#### [ACTION ITEM]
Only an exact copy of the lines beginning at the one that contains "price still text." and ending at the last line of the records below counts as the answer.
***** AVAILABLE DATA *****
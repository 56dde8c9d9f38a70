use serde::{Deserialize, Serialize};

/// One price break as scraped: quantity bounds already parsed, price still text.
#[derive(Debug, Clone, PartialEq, Eq, Serialize, Deserialize)]
#[serde(rename_all = "camelCase")]
pub struct RawTier {
    pub min: u64,
    pub max: Option<u64>,
    pub price_text: String,
}

/// Unnormalized detail-page output of one platform parser.
///
/// Every field may be blank or duplicated; [`crate::normalize::normalize`]
/// turns it into a [`wsdb_core::DetailRecord`]. Never persisted.
#[derive(Debug, Clone, Default, PartialEq, Serialize, Deserialize)]
#[serde(rename_all = "camelCase")]
pub struct RawDetail {
    pub title: Option<String>,
    pub price_text: Option<String>,
    pub price_tiers: Vec<RawTier>,
    pub moq_text: Option<String>,
    /// `(label, value)` pairs in page order.
    pub attributes: Vec<(String, String)>,
    pub packaging: Vec<String>,
    pub protections: Vec<String>,
    pub supplier_name: Option<String>,
    pub supplier_logo: Option<String>,
    pub hero_image: Option<String>,
    pub gallery: Vec<String>,
    /// Sold/order count text, e.g. `"1,234 sold"`.
    pub sold_count: Option<String>,
    /// Which extraction path produced the data, e.g. `"json-ld"`.
    pub debug_source: Option<String>,
}

impl RawDetail {
    /// `true` when the parser found nothing at all worth normalizing.
    #[must_use]
    pub fn is_empty(&self) -> bool {
        self.title.is_none()
            && self.price_text.is_none()
            && self.price_tiers.is_empty()
            && self.attributes.is_empty()
            && self.supplier_name.is_none()
            && self.hero_image.is_none()
            && self.gallery.is_empty()
    }
}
*****
#### [SOLUTION TO THE EXERCISE]
/// One price break as scraped: quantity bounds already parsed, price still text.
#[derive(Debug, Clone, PartialEq, Eq, Serialize, Deserialize)]
#[serde(rename_all = "camelCase")]
pub struct RawTier {
    pub min: u64,
    pub max: Option<u64>,
    pub price_text: String,
}

/// Unnormalized detail-page output of one platform parser.
///
/// Every field may be blank or duplicated; [`crate::normalize::normalize`]
/// turns it into a [`wsdb_core::DetailRecord`]. Never persisted.
#[derive(Debug, Clone, Default, PartialEq, Serialize, Deserialize)]
#[serde(rename_all = "camelCase")]
pub struct RawDetail {
    pub title: Option<String>,
    pub price_text: Option<String>,
    pub price_tiers: Vec<RawTier>,
    pub moq_text: Option<String>,
    /// `(label, value)` pairs in page order.
    pub attributes: Vec<(String, String)>,
    pub packaging: Vec<String>,
    pub protections: Vec<String>,
    pub supplier_name: Option<String>,
    pub supplier_logo: Option<String>,
    pub hero_image: Option<String>,
    pub gallery: Vec<String>,
    /// Sold/order count text, e.g. `"1,234 sold"`.
    pub sold_count: Option<String>,
    /// Which extraction path produced the data, e.g. `"json-ld"`.
    pub debug_source: Option<String>,
}

impl RawDetail {
    /// `true` when the parser found nothing at all worth normalizing.
    #[must_use]
    pub fn is_empty(&self) -> bool {
        self.title.is_none()
            && self.price_text.is_none()
            && self.price_tiers.is_empty()
            && self.attributes.is_empty()
            && self.supplier_name.is_none()
            && self.hero_image.is_none()
            && self.gallery.is_empty()
    }
}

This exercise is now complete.